User is told to "insert floppy, close door." Inserts floppy, closes door to office. Variation: tech checking that power is on asks, "Is the light on?"; user confirms. After failing to get response from the computer, tech asks, "You're sure the little green light is on?" to which user replies, "What green light?" User had been telling the tech the room light was indeed on. -- Jim Suter (original)
User is told to bring the page up (or down), tilts monitor. -- Richard Coubry
User is told to "point to X and click the mouse," picks up mouse, points at screen, clicks button.
User is told to "move the mouse (pointer) up," picks up mouse. -- Richard Coubry
User is told to press an icon, presses finger on computer screen. -- Richard Coubry
User is told to "press the X button" (on the on-screen toolbar), looks for button on keyboard. -- Richard Coubry
User is told to clean disk drive heads, asks, "What kind of shampoo?"
User is told to clean <insert delicate part here -- usually keyboard>, does so with soap & water.
User is told to remove disk from plastic sleeve. Complains that disk is very hard to remove, then very hard to insert in drive. User has removed both sleeve and case.
User asks, "What's wrong with my computer?", receives reply: "Broken muffler belt [or other bogus car part]." Says, "Should I call Midas [or other auto repair shop]?"

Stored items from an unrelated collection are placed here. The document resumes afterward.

//! Records written by a run: snapshot entries, movements and COGS output.

use chrono::{DateTime, Utc};
use rust_decimal::Decimal;
use serde::{Deserialize, Serialize};

use cogs_core::{LotId, RunId, TenantId};
use cogs_costing::{CogsAttribution, CogsSummary, ValidationError};
use cogs_inventory::PurchaseLot;

/// Which point of a run a snapshot entry captures.
#[derive(Debug, Clone, Copy, PartialEq, Eq, Hash, Serialize, Deserialize)]
#[serde(rename_all = "snake_case")]
pub enum SnapshotPhase {
    /// Lot state as the run found it (the rollback target).
    Before,
    /// Lot state the run left behind.
    After,
    /// Lot state written back by a rollback.
    Restored,
}

/// A by-value copy of one lot at one point of a run.
///
/// `is_current` records whether the entry was written as the lot's live
/// state; `superseded_at` is set once a later entry takes over. The tenant's
/// current inventory is every current entry not yet superseded.
#[derive(Debug, Clone, PartialEq, Eq, Serialize, Deserialize)]
pub struct SnapshotEntry {
    pub run_id: RunId,
    pub tenant_id: TenantId,
    pub phase: SnapshotPhase,
    pub is_current: bool,
    pub lot: PurchaseLot,
    pub recorded_at: DateTime<Utc>,
    pub superseded_at: Option<DateTime<Utc>>,
}

impl SnapshotEntry {
    pub fn before(run_id: RunId, tenant_id: TenantId, lot: PurchaseLot) -> Self {
        Self::new(run_id, tenant_id, SnapshotPhase::Before, false, lot)
    }

    pub fn after(run_id: RunId, tenant_id: TenantId, lot: PurchaseLot) -> Self {
        Self::new(run_id, tenant_id, SnapshotPhase::After, true, lot)
    }

    pub fn restored(run_id: RunId, tenant_id: TenantId, lot: PurchaseLot) -> Self {
        Self::new(run_id, tenant_id, SnapshotPhase::Restored, true, lot)
    }

    fn new(run_id: RunId, tenant_id: TenantId, phase: SnapshotPhase, is_current: bool, lot: PurchaseLot) -> Self {
        Self {
            run_id,
            tenant_id,
            phase,
            is_current,
            lot,
            recorded_at: Utc::now(),
            superseded_at: None,
        }
    }

    pub fn is_live(&self) -> bool {
        self.is_current && self.superseded_at.is_none()
    }
}

#[derive(Debug, Clone, Copy, PartialEq, Eq, Hash, Serialize, Deserialize)]
#[serde(rename_all = "snake_case")]
pub enum MovementType {
    Sale,
    Return,
    Rollback,
}

/// Net change of one lot's remaining quantity within one run. Append-only.
#[derive(Debug, Clone, PartialEq, Eq, Serialize, Deserialize)]
pub struct InventoryMovement {
    pub run_id: RunId,
    pub tenant_id: TenantId,
    pub lot_id: LotId,
    pub sku: String,
    pub movement_type: MovementType,
    /// Signed: negative when units left the lot.
    pub quantity_delta: Decimal,
    pub remaining_before: Decimal,
    pub remaining_after: Decimal,
    pub recorded_at: DateTime<Utc>,
}

impl InventoryMovement {
    /// Movement from `before` to `after`, or `None` when the lot did not change.
    ///
    /// Rollback movements are typed as such; otherwise the sign decides
    /// between sale and return.
    pub fn between(
        run_id: RunId,
        tenant_id: TenantId,
        before: &PurchaseLot,
        after: &PurchaseLot,
        rollback: bool,
    ) -> Option<Self> {
        let remaining_before = before.remaining_quantity();
        let remaining_after = after.remaining_quantity();
        let quantity_delta = remaining_after - remaining_before;
        if quantity_delta.is_zero() {
            return None;
        }

        let movement_type = if rollback {
            MovementType::Rollback
        } else if quantity_delta.is_sign_negative() {
            MovementType::Sale
        } else {
            MovementType::Return
        };

        Some(Self {
            run_id,
            tenant_id,
            lot_id: after.lot_id.clone(),
            sku: after.sku.clone(),
            movement_type,
            quantity_delta,
            remaining_before,
            remaining_after,
            recorded_at: Utc::now(),
        })
    }
}

#[derive(Debug, Clone, PartialEq, Eq, Serialize, Deserialize)]
pub struct StoredAttribution {
    pub run_id: RunId,
    pub tenant_id: TenantId,
    pub attribution: CogsAttribution,
    /// Cleared when the run is rolled back; the row itself is kept.
    pub is_valid: bool,
}

#[derive(Debug, Clone, PartialEq, Eq, Serialize, Deserialize)]
pub struct StoredSummary {
    pub run_id: RunId,
    pub tenant_id: TenantId,
    pub summary: CogsSummary,
    pub is_valid: bool,
}

#[derive(Debug, Clone, PartialEq, Eq, Serialize, Deserialize)]
pub struct StoredValidationError {
    pub run_id: RunId,
    pub tenant_id: TenantId,
    pub error: ValidationError,
}

#[cfg(test)]
mod tests {
    use super::*;
    use chrono::NaiveDate;
    use rust_decimal_macros::dec;

    fn lot(remaining: Decimal) -> PurchaseLot {
        PurchaseLot::new(
            "L1",
            "A",
            NaiveDate::from_ymd_opt(2024, 1, 1).unwrap(),
            dec!(100),
            dec!(10),
            dec!(1),
        )
        .with_remaining(remaining)
    }

    #[test]
    fn movement_type_follows_sign() {
        let (run, tenant) = (RunId::new(), TenantId::new());

        let sale = InventoryMovement::between(run, tenant, &lot(dec!(100)), &lot(dec!(20)), false).unwrap();
        assert_eq!(sale.movement_type, MovementType::Sale);
        assert_eq!(sale.quantity_delta, dec!(-80));

        let ret = InventoryMovement::between(run, tenant, &lot(dec!(20)), &lot(dec!(25)), false).unwrap();
        assert_eq!(ret.movement_type, MovementType::Return);
        assert_eq!(ret.quantity_delta, dec!(5));

        let rollback = InventoryMovement::between(run, tenant, &lot(dec!(20)), &lot(dec!(100)), true).unwrap();
        assert_eq!(rollback.movement_type, MovementType::Rollback);
    }

    #[test]
    fn unchanged_lot_has_no_movement() {
        let (run, tenant) = (RunId::new(), TenantId::new());
        assert!(InventoryMovement::between(run, tenant, &lot(dec!(50)), &lot(dec!(50.000)), false).is_none());
    }

    #[test]
    fn snapshot_entry_phases() {
        let (run, tenant) = (RunId::new(), TenantId::new());
        assert!(!SnapshotEntry::before(run, tenant, lot(dec!(1))).is_live());
        assert!(SnapshotEntry::after(run, tenant, lot(dec!(1))).is_live());

        let mut restored = SnapshotEntry::restored(run, tenant, lot(dec!(1)));
        assert_eq!(restored.phase, SnapshotPhase::Restored);
        restored.superseded_at = Some(Utc::now());
        assert!(!restored.is_live());
    }
}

User brings in trashed disk, asks, "What's wrong with it?" Tech pretends to scrutinize disk closely, suddenly says, "There! That bit right there is wrong!" User says, "Thanks!" and leaves.
Setting: lab with lots of terminals connected to computer through 9600 baud modem. Tech's terminal is hard-wired into computer. User asks why tech's terminal is so much faster than his own. Is told, "Because the cables to those terminals are so tangled that it takes longer for the bits to get there."
User sees tech deleting files from mainframe, asks why. Tech says because there are only so many of each letter in the computer, and if one letter runs out, the computer puts a blank there.
User gets "magic dust routine" from techs. Truly hilarious. Variation: two techs keep transferring caller back and forth, pretending to be various departments.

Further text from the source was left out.